Jan 31, 2018 06:29 (GMT+0:00)


FOURTH QUARTER HIGHLIGHTS

  • Reported sales decreased by -12%. Sales adjusted for comparable units and currency declined by -7% YoY, partly due to lower LTE sales in Mainland China, as expected.
  • As earlier communicated, write-down of assets was made in the quarter, with a final impact on the result of SEK -14.5 b. In addition, provisions and customer project adjustments amounted to SEK -3.2 b. and restructuring charges amounted to SEK -2.4 (-4.6) b.
  • Gross margin was 21.0% (26.1%).

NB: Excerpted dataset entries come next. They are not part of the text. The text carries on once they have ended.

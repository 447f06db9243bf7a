//! Marker text rendered in place of a failed call.

use std::fmt;

/// A fixed marker substituted into the key at the node that failed.
///
/// Sentinels are loud on purpose: a misconfigured rule shows up in every key
/// it produces. Data-range problems inside a well-formed call never produce a
/// sentinel.
#[derive(Debug, Clone, Copy, PartialEq, Eq, Hash)]
pub enum Sentinel {
    /// Wrong number of arguments, or a context index that does not exist.
    ArgCount,
    /// A numeric argument that is not an integer.
    BadType,
}

impl Sentinel {
    /// All sentinels, for scanning rendered keys.
    pub const ALL: [Sentinel; 2] = [Sentinel::ArgCount, Sentinel::BadType];

    /// The marker text.
    pub const fn as_str(self) -> &'static str {
        match self {
            Self::ArgCount => "<ARGN>",
            Self::BadType => "<BAD-TYPE>",
        }
    }

    /// Whether a rendered key contains any sentinel marker.
    pub fn is_present_in(key: &str) -> bool {
        Self::ALL.iter().any(|s| key.contains(s.as_str()))
    }
}

impl fmt::Display for Sentinel {
    fn fmt(&self, f: &mut fmt::Formatter<'_>) -> fmt::Result {
        f.write_str(self.as_str())
    }
}

#[cfg(test)]
mod tests {
    use super::*;

    #[test]
    fn test_marker_text() {
        assert_eq!(Sentinel::ArgCount.as_str(), "<ARGN>");
        assert_eq!(Sentinel::BadType.to_string(), "<BAD-TYPE>");
    }

    #[test]
    fn test_is_present_in() {
        assert!(Sentinel::is_present_in("GET:<ARGN>"));
        assert!(Sentinel::is_present_in("x<BAD-TYPE>"));
        assert!(!Sentinel::is_present_in("GET:/products"));
    }
}
//! Cache keys and the request data they are derived from.

use std::collections::BTreeMap;
use std::fmt;
use std::str::FromStr;

use serde::{Deserialize, Serialize};

use crate::error::UnknownField;

/// A cache key derived from a request.
#[derive(Debug, Clone, PartialEq, Eq, Hash, Serialize, Deserialize)]
pub struct CacheKey {
    /// The computed key string.
    key: String,
    /// Rule that produced the key.
    rule: String,
    /// Context values the template was evaluated against (for debugging).
    #[serde(skip_serializing_if = "Vec::is_empty")]
    components: Vec<String>,
}

impl CacheKey {
    /// Create a cache key.
    pub fn new(key: impl Into<String>, rule: impl Into<String>, components: Vec<String>) -> Self {
        Self {
            key: key.into(),
            rule: rule.into(),
            components,
        }
    }

    /// Get the key string.
    pub fn as_str(&self) -> &str {
        &self.key
    }

    /// Name of the rule that produced the key.
    pub fn rule(&self) -> &str {
        &self.rule
    }

    /// Get the key components (for debugging).
    pub fn components(&self) -> &[String] {
        &self.components
    }

    /// Whether the key carries a sentinel marker from a misconfigured rule.
    pub fn has_sentinel(&self) -> bool {
        edge_expr::Sentinel::is_present_in(&self.key)
    }

    /// Consume into the key string.
    pub fn into_string(self) -> String {
        self.key
    }
}

impl fmt::Display for CacheKey {
    fn fmt(&self, f: &mut fmt::Formatter<'_>) -> fmt::Result {
        write!(f, "{}", self.key)
    }
}

/// Request data available to cache key rules.
#[derive(Debug, Clone, Default)]
pub struct CacheKeyContext {
    /// HTTP method, uppercase.
    pub method: String,
    /// Route path.
    pub path: String,
    /// Query parameters.
    pub query_params: BTreeMap<String, String>,
    /// HTTP headers, names lowercased.
    pub headers: BTreeMap<String, String>,
    /// Cookies.
    pub cookies: BTreeMap<String, String>,
    /// User ID (if authenticated).
    pub user_id: Option<String>,
    /// Geographic info.
    pub geo: Option<GeoContext>,
    /// Device type.
    pub device_type: Option<DeviceType>,
}

impl CacheKeyContext {
    /// Create a context for a method and path.
    pub fn new(method: impl Into<String>, path: impl Into<String>) -> Self {
        Self {
            method: method.into().to_ascii_uppercase(),
            path: path.into(),
            ..Default::default()
        }
    }

    /// Add a query parameter.
    pub fn with_query(mut self, name: impl Into<String>, value: impl Into<String>) -> Self {
        self.query_params.insert(name.into(), value.into());
        self
    }

    /// Add a header. The name is stored lowercased.
    pub fn with_header(mut self, name: impl AsRef<str>, value: impl Into<String>) -> Self {
        self.headers
            .insert(name.as_ref().to_ascii_lowercase(), value.into());
        self
    }

    /// Add a cookie.
    pub fn with_cookie(mut self, name: impl Into<String>, value: impl Into<String>) -> Self {
        self.cookies.insert(name.into(), value.into());
        self
    }

    /// Set the authenticated user.
    pub fn with_user_id(mut self, user_id: impl Into<String>) -> Self {
        self.user_id = Some(user_id.into());
        self
    }

    /// Set geographic info.
    pub fn with_geo(mut self, geo: GeoContext) -> Self {
        self.geo = Some(geo);
        self
    }

    /// Set the device type.
    pub fn with_device_type(mut self, device: DeviceType) -> Self {
        self.device_type = Some(device);
        self
    }

    /// Header value by name (case-insensitive).
    pub fn header(&self, name: &str) -> Option<&str> {
        self.headers
            .get(&name.to_ascii_lowercase())
            .map(String::as_str)
    }

    /// Non-empty path segments.
    pub fn path_segments(&self) -> impl Iterator<Item = &str> {
        self.path.split('/').filter(|s| !s.is_empty())
    }

    /// Query parameters as a sorted `k=v&k=v` string.
    pub fn canonical_query(&self) -> String {
        self.query_params
            .iter()
            .map(|(k, v)| format!("{}={}", k, v))
            .collect::<Vec<_>>()
            .join("&")
    }
}

/// Geographic context.
#[derive(Debug, Clone, Default)]
pub struct GeoContext {
    /// Country code.
    pub country: Option<String>,
    /// Region/state.
    pub region: Option<String>,
    /// City.
    pub city: Option<String>,
}

/// Device type for cache variance.
#[derive(Debug, Clone, Copy, PartialEq, Eq, Serialize, Deserialize)]
#[serde(rename_all = "lowercase")]
pub enum DeviceType {
    Desktop,
    Mobile,
    Tablet,
    Bot,
    Unknown,
}

impl DeviceType {
    /// Detect device type from User-Agent header. A blank agent is unknown.
    pub fn from_user_agent(ua: &str) -> Self {
        if ua.trim().is_empty() {
            return Self::Unknown;
        }
        let ua_lower = ua.to_lowercase();

        if ua_lower.contains("bot") || ua_lower.contains("crawler") || ua_lower.contains("spider") {
            return Self::Bot;
        }

        if ua_lower.contains("mobile") || ua_lower.contains("android") {
            if ua_lower.contains("tablet") || ua_lower.contains("ipad") {
                return Self::Tablet;
            }
            return Self::Mobile;
        }

        if ua_lower.contains("tablet") || ua_lower.contains("ipad") {
            return Self::Tablet;
        }

        Self::Desktop
    }
}

impl fmt::Display for DeviceType {
    fn fmt(&self, f: &mut fmt::Formatter<'_>) -> fmt::Result {
        match self {
            Self::Desktop => write!(f, "desktop"),
            Self::Mobile => write!(f, "mobile"),
            Self::Tablet => write!(f, "tablet"),
            Self::Bot => write!(f, "bot"),
            Self::Unknown => write!(f, "unknown"),
        }
    }
}

/// One positional input of a cache key rule.
///
/// A rule's inputs are resolved in order to build the template context, so the
/// first input is `{0}`, the second `{1}`, and so on. Missing request data
/// resolves to the empty string.
#[derive(Debug, Clone, PartialEq, Eq, Hash, Serialize, Deserialize)]
#[serde(try_from = "String", into = "String")]
pub enum ContextField {
    /// `method`
    Method,
    /// `path`
    Path,
    /// `segment:N`, the Nth non-empty path segment.
    PathSegment(usize),
    /// `query`, all query parameters in canonical order.
    Query,
    /// `query:NAME`
    QueryParam(String),
    /// `header:NAME`
    Header(String),
    /// `cookie:NAME`
    Cookie(String),
    /// `user`
    UserId,
    /// `country`
    Country,
    /// `region`
    Region,
    /// `city`
    City,
    /// `device`
    DeviceType,
    /// `literal:TEXT`
    Literal(String),
}

impl ContextField {
    /// Resolve the field against request data.
    pub fn resolve(&self, ctx: &CacheKeyContext) -> String {
        let geo = ctx.geo.as_ref();
        let value = match self {
            Self::Method => Some(ctx.method.clone()),
            Self::Path => Some(ctx.path.clone()),
            Self::PathSegment(n) => ctx.path_segments().nth(*n).map(str::to_string),
            Self::Query => Some(ctx.canonical_query()),
            Self::QueryParam(name) => ctx.query_params.get(name).cloned(),
            Self::Header(name) => ctx.header(name).map(str::to_string),
            Self::Cookie(name) => ctx.cookies.get(name).cloned(),
            Self::UserId => ctx.user_id.clone(),
            Self::Country => geo.and_then(|g| g.country.clone()),
            Self::Region => geo.and_then(|g| g.region.clone()),
            Self::City => geo.and_then(|g| g.city.clone()),
            Self::DeviceType => ctx.device_type.map(|d| d.to_string()),
            Self::Literal(text) => Some(text.clone()),
        };
        value.unwrap_or_default()
    }
}

impl FromStr for ContextField {
    type Err = UnknownField;

    fn from_str(s: &str) -> Result<Self, Self::Err> {
        let unknown = || UnknownField(s.to_string());
        let field = match s.split_once(':') {
            None => match s {
                "method" => Self::Method,
                "path" => Self::Path,
                "query" => Self::Query,
                "user" => Self::UserId,
                "country" => Self::Country,
                "region" => Self::Region,
                "city" => Self::City,
                "device" => Self::DeviceType,
                _ => return Err(unknown()),
            },
            Some(("segment", n)) => Self::PathSegment(n.parse().map_err(|_| unknown())?),
            Some(("query", name)) if !name.is_empty() => Self::QueryParam(name.to_string()),
            Some(("header", name)) if !name.is_empty() => Self::Header(name.to_ascii_lowercase()),
            Some(("cookie", name)) if !name.is_empty() => Self::Cookie(name.to_string()),
            Some(("literal", text)) => Self::Literal(text.to_string()),
            Some(_) => return Err(unknown()),
        };
        Ok(field)
    }
}

impl TryFrom<String> for ContextField {
    type Error = UnknownField;

    fn try_from(value: String) -> Result<Self, Self::Error> {
        value.parse()
    }
}

impl From<ContextField> for String {
    fn from(field: ContextField) -> Self {
        field.to_string()
    }
}

impl fmt::Display for ContextField {
    fn fmt(&self, f: &mut fmt::Formatter<'_>) -> fmt::Result {
        match self {
            Self::Method => write!(f, "method"),
            Self::Path => write!(f, "path"),
            Self::PathSegment(n) => write!(f, "segment:{}", n),
            Self::Query => write!(f, "query"),
            Self::QueryParam(name) => write!(f, "query:{}", name),
            Self::Header(name) => write!(f, "header:{}", name),
            Self::Cookie(name) => write!(f, "cookie:{}", name),
            Self::UserId => write!(f, "user"),
            Self::Country => write!(f, "country"),
            Self::Region => write!(f, "region"),
            Self::City => write!(f, "city"),
            Self::DeviceType => write!(f, "device"),
            Self::Literal(text) => write!(f, "literal:{}", text),
        }
    }
}

#[cfg(test)]
mod tests {
    use super::*;

    fn sample_context() -> CacheKeyContext {
        CacheKeyContext::new("get", "/products/42/reviews")
            .with_query("sort", "new")
            .with_query("page", "2")
            .with_header("Accept-Language", "de-DE")
            .with_cookie("ab", "B")
            .with_geo(GeoContext {
                country: Some("DE".to_string()),
                ..Default::default()
            })
            .with_device_type(DeviceType::Mobile)
    }

    #[test]
    fn test_field_parsing_round_trips() {
        for text in [
            "method",
            "path",
            "segment:1",
            "query",
            "query:page",
            "header:accept-language",
            "cookie:ab",
            "user",
            "country",
            "region",
            "city",
            "device",
            "literal:v2",
        ] {
            let field: ContextField = text.parse().unwrap();
            assert_eq!(field.to_string(), text);
        }
    }

    #[test]
    fn test_unknown_fields() {
        for text in ["", "verb", "segment:x", "header:", "geo:country"] {
            assert_eq!(
                text.parse::<ContextField>(),
                Err(UnknownField(text.to_string()))
            );
        }
    }

    #[test]
    fn test_resolve_fields() {
        let ctx = sample_context();
        let resolve = |s: &str| s.parse::<ContextField>().unwrap().resolve(&ctx);

        assert_eq!(resolve("method"), "GET");
        assert_eq!(resolve("segment:0"), "products");
        assert_eq!(resolve("segment:1"), "42");
        assert_eq!(resolve("segment:9"), "");
        assert_eq!(resolve("query"), "page=2&sort=new");
        assert_eq!(resolve("query:sort"), "new");
        assert_eq!(resolve("header:ACCEPT-LANGUAGE"), "de-DE");
        assert_eq!(resolve("cookie:ab"), "B");
        assert_eq!(resolve("user"), "");
        assert_eq!(resolve("country"), "DE");
        assert_eq!(resolve("city"), "");
        assert_eq!(resolve("device"), "mobile");
        assert_eq!(resolve("literal:v2"), "v2");
    }

    #[test]
    fn test_device_detection() {
        assert_eq!(DeviceType::from_user_agent("Googlebot/2.1"), DeviceType::Bot);
        assert_eq!(
            DeviceType::from_user_agent("Mozilla/5.0 (Linux; Android 14) Mobile"),
            DeviceType::Mobile
        );
        assert_eq!(DeviceType::from_user_agent("Mozilla/5.0 (iPad)"), DeviceType::Tablet);
        assert_eq!(
            DeviceType::from_user_agent("Mozilla/5.0 (X11; Linux x86_64)"),
            DeviceType::Desktop
        );
        assert_eq!(DeviceType::from_user_agent("  "), DeviceType::Unknown);
        assert_eq!(DeviceType::Unknown.to_string(), "unknown");
    }

    #[test]
    fn test_cache_key_sentinel_detection() {
        assert!(CacheKey::new("GET:<ARGN>", "r", Vec::new()).has_sentinel());
        assert!(!CacheKey::new("GET:/", "r", Vec::new()).has_sentinel());
    }
}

Adjusted1) gross margin improved to 29.9% (29.4%) with improved gross margin in Networks, partly offset by lower gross margin in Digital Services.
  • Networks gross margin was stable QoQ, supported by a higher share of software sales and increased hardware margins. The success of the 5G-ready portfolio continued with several new contract wins.
  • Operating income was SEK -19.8 (-0.3) b. Adjusted1) operating income declined to SEK 0.4 (4.4) b. due to lower sales and higher operating expenses. Higher amortization than capitalization of development expenses and higher recognition than deferral of hardware costs had a negative impact of SEK -1.4 (0.8) b.
  • Cash flow from operating activities was SEK 11.2 (19.4) b. Free cash flow2) was SEK 10.1 (14.3) b.

FULL-YEAR HIGHLIGHTS

  • Reported sales decreased by -10% with a decline in all segments. Sales adjusted for comparable units and currency declined by -10%.
  • IPR licensing revenues amounted to SEK 7.9 (10.0) b. The baseline for current IPR licensing contract portfolio is approximately SEK 7 b. on an annual basis.
  • Operating income declined to SEK -38.1 (6.3) b., mainly due to write-down of assets as well as provisions and customer project adjustments.
  • Cash flow from operating activities was SEK 9.6 (14.0) b. Free cash flow2) amounted to SEK 5.1 (0.3) b. Net cash at year-end was SEK 34.7 (31.2) b.
  • The Board of Directors will propose a dividend for 2017 of SEK 1.00 (1.00) per share to the AGM.